Ce paysage pourrait être l'illustration d'un conte de fée. Kandinsky met en scène un
cavalier bleu, emblème du groupe d’artistes qui travaillaient avec lui au début du siècle.
Le dessin est exécuté par des gros
cernes noirs qui contournent objets et personnages. Tour, cavalier, cheval apparaissent avec intensité, malgré l'économie de détails. L'artiste pratique la stylisation, simplifiant les lignes et organisant l'espace avec rigueur. La simplification systématique métamorphose les objets représentés jusqu'à les rendre méconnaissables. La couleur ne correspond pas toujours à la couleur réelle : le cheval est bleu, le ciel rose, etc. Elle est donc arbitraire et sert à transmettre des sensations, à créer une harmonie heurtée, expressive.

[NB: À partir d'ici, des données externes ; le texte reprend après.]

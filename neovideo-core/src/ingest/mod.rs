//! Ingestion of user-pasted source lists
//!
//! Turns a raw block of text into structured, deduplicated records ready to
//! be persisted.

pub mod jiexi;

pub use jiexi::parse_jiexi;
use std::sync::Arc;

use tracing::Level;
use tracing_subscriber::{
    fmt::{self, format::FmtSpan},
    layer::SubscriberExt,
    util::SubscriberInitExt,
    EnvFilter,
};

use crate::config::LoggingConfig;

/// Initialize structured logging based on configuration
///
/// `RUST_LOG` takes precedence over the configured level. JSON output is
/// meant for production, pretty output for development; either can be
/// redirected to an append-only file.
pub fn init_logging(config: &LoggingConfig) -> anyhow::Result<()> {
    let log_level = parse_log_level(&config.level)?;

    let env_filter = EnvFilter::try_from_default_env()
        .or_else(|_| EnvFilter::try_new(&config.level))
        .unwrap_or_else(|_| EnvFilter::new(log_level.to_string()));

    let registry = tracing_subscriber::registry().with(env_filter);

    let file = match &config.file_path {
        Some(path) => Some(Arc::new(
            std::fs::OpenOptions::new()
                .create(true)
                .append(true)
                .open(path)?,
        )),
        None => None,
    };

    if config.format.as_str() == "json" {
        let json_layer = fmt::layer()
            .json()
            .with_span_events(FmtSpan::CLOSE)
            .with_current_span(true)
            .with_target(true)
            .with_line_number(true);

        match file {
            Some(file) => registry.with(json_layer.with_writer(file)).try_init()?,
            None => registry.with(json_layer).try_init()?,
        }
    } else {
        let pretty_layer = fmt::layer()
            .pretty()
            .with_target(true)
            .with_line_number(true)
            .with_file(false);

        match file {
            Some(file) => registry
                .with(pretty_layer.with_ansi(false).with_writer(file))
                .try_init()?,
            None => registry.with(pretty_layer).try_init()?,
        }
    }

    Ok(())
}

/// Parse log level string to tracing Level
fn parse_log_level(level: &str) -> anyhow::Result<Level> {
    match level.to_lowercase().as_str() {
        "trace" => Ok(Level::TRACE),
        "debug" => Ok(Level::DEBUG),
        "info" => Ok(Level::INFO),
        "warn" | "warning" => Ok(Level::WARN),
        "error" => Ok(Level::ERROR),
        _ => Err(anyhow::anyhow!("Invalid log level: {level}")),
    }
}
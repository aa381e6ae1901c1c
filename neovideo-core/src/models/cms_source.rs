// CMS source models
//
// A CMS source is one registered MacCMS endpoint. Rows live in the `maccms`
// table and are read-only for the aggregation path.

use chrono::{DateTime, Utc};
use neovideo_providers::{ProviderClientError, ResponseFormat};
use serde::{Deserialize, Serialize};

use crate::{Error, Result};

/// Registered upstream CMS endpoint
#[derive(Debug, Clone, PartialEq, Eq, Serialize, Deserialize, sqlx::FromRow)]
pub struct CmsSource {
    pub id: i64,

    /// Display name
    pub name: String,

    /// Endpoint URL, usually ending in `api.php/provide/vod`
    pub api: String,

    /// Response format tag (`json` or `xml`)
    pub resp_type: String,

    pub created_at: DateTime<Utc>,
}

/// Payload for registering a CMS source
#[derive(Debug, Clone, PartialEq, Eq, Serialize, Deserialize)]
pub struct NewCmsSource {
    pub name: String,
    pub api: String,
    #[serde(default)]
    pub resp_type: String,
}

impl NewCmsSource {
    /// Trim fields, default the format tag and reject unusable input.
    pub fn normalize(self) -> Result<Self> {
        let name = self.name.trim().to_string();
        let api = self.api.trim().to_string();

        if name.is_empty() {
            return Err(Error::InvalidInput("name must not be empty".to_string()));
        }

        let parsed = url::Url::parse(&api)
            .map_err(|e| Error::InvalidInput(format!("invalid api url '{api}': {e}")))?;
        if !matches!(parsed.scheme(), "http" | "https") {
            return Err(Error::InvalidInput(format!(
                "api url must use http or https, got '{}'",
                parsed.scheme()
            )));
        }

        let format: ResponseFormat = self
            .resp_type
            .parse()
            .map_err(|e: ProviderClientError| Error::InvalidInput(e.to_string()))?;

        Ok(Self {
            name,
            api,
            resp_type: format.as_str().to_string(),
        })
    }
}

Le rose à côté de l'orange peut provoquer un sentiment d'étouffement (rapport dissonant) tandis qu'un bleu à côté d'un jaune, sa complémentaire, crée un rapport harmonieux capable de nous procurer une sensation d'euphorie et de bonheur.

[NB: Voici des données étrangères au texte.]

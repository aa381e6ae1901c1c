//! Bootstrap module for initializing the neovideo server
//!
//! This module handles:
//! - Configuration loading
//! - Database initialization
//! - Store selection and service wiring

pub mod config;
pub mod database;
pub mod services;

pub use config::load_config;
pub use database::init_database;
pub use services::{init_services, Services, Stores};
//! In-memory stores
//!
//! Used when no database is configured and by service tests. Ids are
//! assigned from 1 upwards and never reused.

use std::collections::BTreeMap;

use async_trait::async_trait;
use chrono::Utc;
use parking_lot::RwLock;

use super::{CmsSourceStore, JiexiStore};
use crate::models::{CmsSource, JiexiSource, NewCmsSource, ParseRecord};
use crate::{Error, Result};

#[derive(Debug)]
struct Table<T> {
    rows: BTreeMap<i64, T>,
    next_id: i64,
}

impl<T> Default for Table<T> {
    fn default() -> Self {
        Self {
            rows: BTreeMap::new(),
            next_id: 1,
        }
    }
}

impl<T> Table<T> {
    fn allocate_id(&mut self) -> i64 {
        let id = self.next_id;
        self.next_id += 1;
        id
    }
}

#[derive(Debug, Default)]
pub struct MemoryCmsSourceStore {
    table: RwLock<Table<CmsSource>>,
}

impl MemoryCmsSourceStore {
    #[must_use]
    pub fn new() -> Self {
        Self::default()
    }

    /// Store pre-populated with the given sources, ids assigned in order.
    #[must_use]
    pub fn with_sources(sources: impl IntoIterator<Item = NewCmsSource>) -> Self {
        let store = Self::new();
        {
            let mut table = store.table.write();
            for source in sources {
                let id = table.allocate_id();
                table.rows.insert(id, build_source(id, &source));
            }
        }
        store
    }
}

fn build_source(id: i64, source: &NewCmsSource) -> CmsSource {
    CmsSource {
        id,
        name: source.name.clone(),
        api: source.api.clone(),
        resp_type: source.resp_type.clone(),
        created_at: Utc::now(),
    }
}

#[async_trait]
impl CmsSourceStore for MemoryCmsSourceStore {
    async fn list(&self) -> Result<Vec<CmsSource>> {
        Ok(self.table.read().rows.values().cloned().collect())
    }

    async fn get(&self, id: i64) -> Result<CmsSource> {
        self.table
            .read()
            .rows
            .get(&id)
            .cloned()
            .ok_or_else(|| Error::NotFound(format!("CMS source {id} not found")))
    }

    async fn create(&self, source: &NewCmsSource) -> Result<CmsSource> {
        let mut table = self.table.write();
        let id = table.allocate_id();
        let created = build_source(id, source);
        table.rows.insert(id, created.clone());
        Ok(created)
    }

    async fn delete(&self, id: i64) -> Result<()> {
        self.table
            .write()
            .rows
            .remove(&id)
            .map(|_| ())
            .ok_or_else(|| Error::NotFound(format!("CMS source {id} not found")))
    }
}

#[derive(Debug, Default)]
pub struct MemoryJiexiStore {
    table: RwLock<Table<JiexiSource>>,
}

impl MemoryJiexiStore {
    #[must_use]
    pub fn new() -> Self {
        Self::default()
    }
}

fn build_jiexi(id: i64, record: &ParseRecord) -> JiexiSource {
    JiexiSource {
        id,
        name: record.name.clone(),
        url: record.url.clone(),
        created_at: Utc::now(),
    }
}

#[async_trait]
impl JiexiStore for MemoryJiexiStore {
    async fn list(&self) -> Result<Vec<JiexiSource>> {
        Ok(self.table.read().rows.values().cloned().collect())
    }

    async fn create(&self, record: &ParseRecord) -> Result<JiexiSource> {
        let mut table = self.table.write();
        let id = table.allocate_id();
        let created = build_jiexi(id, record);
        table.rows.insert(id, created.clone());
        Ok(created)
    }

    async fn create_batch(&self, records: &[ParseRecord]) -> Result<u64> {
        let mut table = self.table.write();
        for record in records {
            let id = table.allocate_id();
            table.rows.insert(id, build_jiexi(id, record));
        }
        Ok(records.len() as u64)
    }

    async fn delete(&self, id: i64) -> Result<()> {
        self.table
            .write()
            .rows
            .remove(&id)
            .map(|_| ())
            .ok_or_else(|| Error::NotFound(format!("Parse proxy {id} not found")))
    }
}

La peinture, légère et parfois transparente, est posée sur le tableau par
de larges coups de pinceaux obliques qui introduisent une agitation dans la composition. Tout est en mouvement, en transformation perpétuelle.

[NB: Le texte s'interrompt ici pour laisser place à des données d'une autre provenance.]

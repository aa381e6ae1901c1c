//! Shared provider client error types
//!
//! Common error enum and body helpers used by every upstream CMS client.

use thiserror::Error;

/// Maximum response body size for upstream HTTP calls (16 MB).
/// Prevents OOM from malicious or misconfigured upstream servers.
pub const MAX_RESPONSE_SIZE: usize = 16 * 1024 * 1024;

/// Common error type for all provider HTTP clients.
#[derive(Debug, Clone, Error)]
pub enum ProviderClientError {
    #[error("Network error: {0}")]
    Network(String),

    #[error("HTTP error {status} for {url}")]
    Http { status: reqwest::StatusCode, url: String },

    #[error("Decode error: {0}")]
    Decode(String),

    #[error("Unsupported response format: {0}")]
    UnsupportedFormat(String),

    #[error("Invalid configuration: {0}")]
    InvalidConfig(String),

    #[error("Not implemented: {0}")]
    NotImplemented(String),

    #[error("Response too large ({size} bytes, max {MAX_RESPONSE_SIZE})")]
    ResponseTooLarge { size: u64 },
}

impl ProviderClientError {
    /// Whether the failure happened while reaching the backend
    /// (connection problems or a non-success HTTP status).
    #[must_use]
    pub const fn is_transport(&self) -> bool {
        matches!(self, Self::Network(_) | Self::Http { .. })
    }
}

/// Read a response body with size limit.
///
/// Checks `Content-Length` hint first (if available), then enforces the
/// limit on the actual body bytes.
pub async fn bytes_with_limit(
    response: reqwest::Response,
) -> Result<Vec<u8>, ProviderClientError> {
    if let Some(cl) = response.content_length() {
        if cl as usize > MAX_RESPONSE_SIZE {
            return Err(ProviderClientError::ResponseTooLarge { size: cl });
        }
    }
    let bytes = response.bytes().await?;
    if bytes.len() > MAX_RESPONSE_SIZE {
        return Err(ProviderClientError::ResponseTooLarge { size: bytes.len() as u64 });
    }
    Ok(bytes.to_vec())
}

/// Check HTTP response status before processing body.
pub fn check_response(resp: reqwest::Response) -> Result<reqwest::Response, ProviderClientError> {
    let status = resp.status();
    if status.is_client_error() || status.is_server_error() {
        return Err(ProviderClientError::Http {
            status,
            url: resp.url().to_string(),
        });
    }
    Ok(resp)
}

impl From<reqwest::Error> for ProviderClientError {
    fn from(err: reqwest::Error) -> Self {
        Self::Network(err.to_string())
    }
}

impl From<serde_json::Error> for ProviderClientError {
    fn from(err: serde_json::Error) -> Self {
        Self::Decode(err.to_string())
    }
}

On peut dire qu'il y a dans l'image un élan
lyrique transmis par la couleur. Kandinsky disait que le tableau pouvait ressembler à un morceau de musique. La ligne est l'équivalent du rythme. Il y a des rythmes rapides, saccadés, syncopés, répétés à l'infini... La couleur "sonne" selon l'intensité de ses tons. Elle crée ainsi des contrastes sonores. Un jaune peut être strident, un rouge violent et criard, un bleu sourd, un gris doux comme un murmure... Un rouge à côté d'un vert fait boum ! tandis qu'un rouge à côté d'un orange nous enveloppe dans une chaleur douce. Le regard glisse de l'un à l'autre sans difficulté. Notre "oeil qui écoute" se réjouit de cette musique produite grâce à ces rapports colorés comme une symphonie.